The original building was 80 by 100 feet and was made up by two stories plus a basement. Architecturally, it was designed in an eclectic mixture of French Second Empire style and Neo Romanesque with some neoclassical elements such as Ionic columns of the little portico and a somewhat classical cornice with a dentil course below the soffit. The basement housed the engine-room, the department of mechanical engineering, storage chemicals storage, and the metallurgical laboratory. The first floor housed the department of Physics and Chemistry, and a part of a museum. In the back of the museum was the grand staircase leading to the second floor, where the rest of the museum was housed, containing showcase cabinets of natural history, geology, mineralogy, botany, antiquities, and more. The rest of the second floor contained lecture rooms for the geology and mineralogy on the south side and of those for botany, physiology, and zoology on the north.

In 1924 architecture professors Vincent Fagan and Francis Kervick designed an addition to the east side of the building and construction started in June, with the project completed in time for the opening of classes in the fall. The addition contained 24 classrooms and laboratories and was designed to fit into the architectural style of the original building.

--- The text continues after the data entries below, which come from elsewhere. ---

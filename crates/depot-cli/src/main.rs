#![forbid(unsafe_code)]
#![cfg_attr(docsrs, feature(doc_cfg))]
#![doc = include_str!("../README.md")]

mod config;
mod server;

use std::process;
use std::time::Duration;

use anyhow::Context;
use axum::Router;
use depot_server::middleware::{RouterObservabilityExt, RouterRecoveryExt, RouterSecurityExt};
use depot_server::service::ServiceState;

use crate::config::Cli;

// Tracing target constants
pub const TRACING_TARGET_SERVER_STARTUP: &str = "depot_cli::server::startup";
pub const TRACING_TARGET_SERVER_SHUTDOWN: &str = "depot_cli::server::shutdown";
pub const TRACING_TARGET_CONFIG: &str = "depot_cli::config";

#[tokio::main]
async fn main() {
    let Err(error) = run().await else {
        tracing::info!(
            target: TRACING_TARGET_SERVER_SHUTDOWN,
            "application terminated successfully"
        );
        process::exit(0);
    };

    if tracing::enabled!(tracing::Level::ERROR) {
        tracing::error!(
            target: TRACING_TARGET_SERVER_SHUTDOWN,
            error = %error,
            "application terminated with error"
        );
    } else {
        eprintln!("Error: {error:#}");
    }

    process::exit(1);
}

/// Main application entry point.
async fn run() -> anyhow::Result<()> {
    let cli = Cli::init();

    Cli::init_tracing();
    cli.validate()?;
    cli.log();

    let state = create_service_state(&cli)?;
    let router = create_router(state, &cli);

    server::serve(router, cli.server).await?;

    Ok(())
}

/// Creates the service state from configuration.
fn create_service_state(cli: &Cli) -> anyhow::Result<ServiceState> {
    let config = cli.storage.to_service_config()?;

    ServiceState::from_config(config).context("failed to create service state")
}

/// Creates the router with all middleware layers applied.
///
/// Middleware is applied in reverse order (last added = outermost):
/// 1. Recovery (outermost) - enforces request timeouts
/// 2. Observability - tracing spans per request
/// 3. CORS - cross-origin policy
/// 4. Routes (innermost) - actual request handlers
fn create_router(state: ServiceState, cli: &Cli) -> Router {
    depot_server::handler::routes()
        .with_state(state)
        .with_cors(&cli.server.cors_allowed_origins)
        .with_observability()
        .with_recovery(Duration::from_secs(cli.server.request_timeout))
}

In the mid-1930s, Notre Dame built its first particle accelerator in the basement of Cushing Hall, but this instrument was not powerful enough and the university contracted to purchase an eight-million-volt machine in 1940. A vault in the basement of the Science Hall to host such machine and was completed in 1941. When installed, it was the largest particle accelerator built to date and it was on-line by the time the United States entered World War II. In 1944, the Manhattan Project took over the operation of Notre Dame's accelerator, nicknamed the "atom smasher".

=== Student Center (1952-) ===
When the new and larger Nieuwland Hall of Science was completed in 1952, the building was converted to a student union building and named LaFortune Center, after Joseph Aloysius LaFortune, an oil executive from Tulsa, Oklahoma, who donated $135,000. The renovation was directed by architecture professors Frank Montana and Robert Schultz. The new student center featured a main ball room upstairs, a lower lounge, ten meeting rooms, a television room, a movie theatre, the manager ' s office, offices for the Student Senate and offices for the Vice President in Charge of Student Affairs, game rooms, and offices for Campus Clubs. The official opening took place at 1953 homecoming weekend and featured the Sophomore cotillion September 23.

The 1924 addition continued to be used by the science department until 1956. The LaFortune family gave an additional $125,000 for the additional renovation, which featured offices for Scholastic and Dome offices, a second-floor lounge, basement recreation rooms and the new Huddle, which previously was located in Washington Hall annex and opened in its new location on Tuesday, February 26, 1957.

Thanks to an additional gift of $450,000 from the LaFortune estate, the Student Center underwent renovations between 1973 and 1977, which included additional space for food services, and remodeling of the basement and other social areas, and the addition of air conditioning. In 1986, another gift from the LaFortunes permitted the addition of the east wing of the building, facing Nieuwland Hall.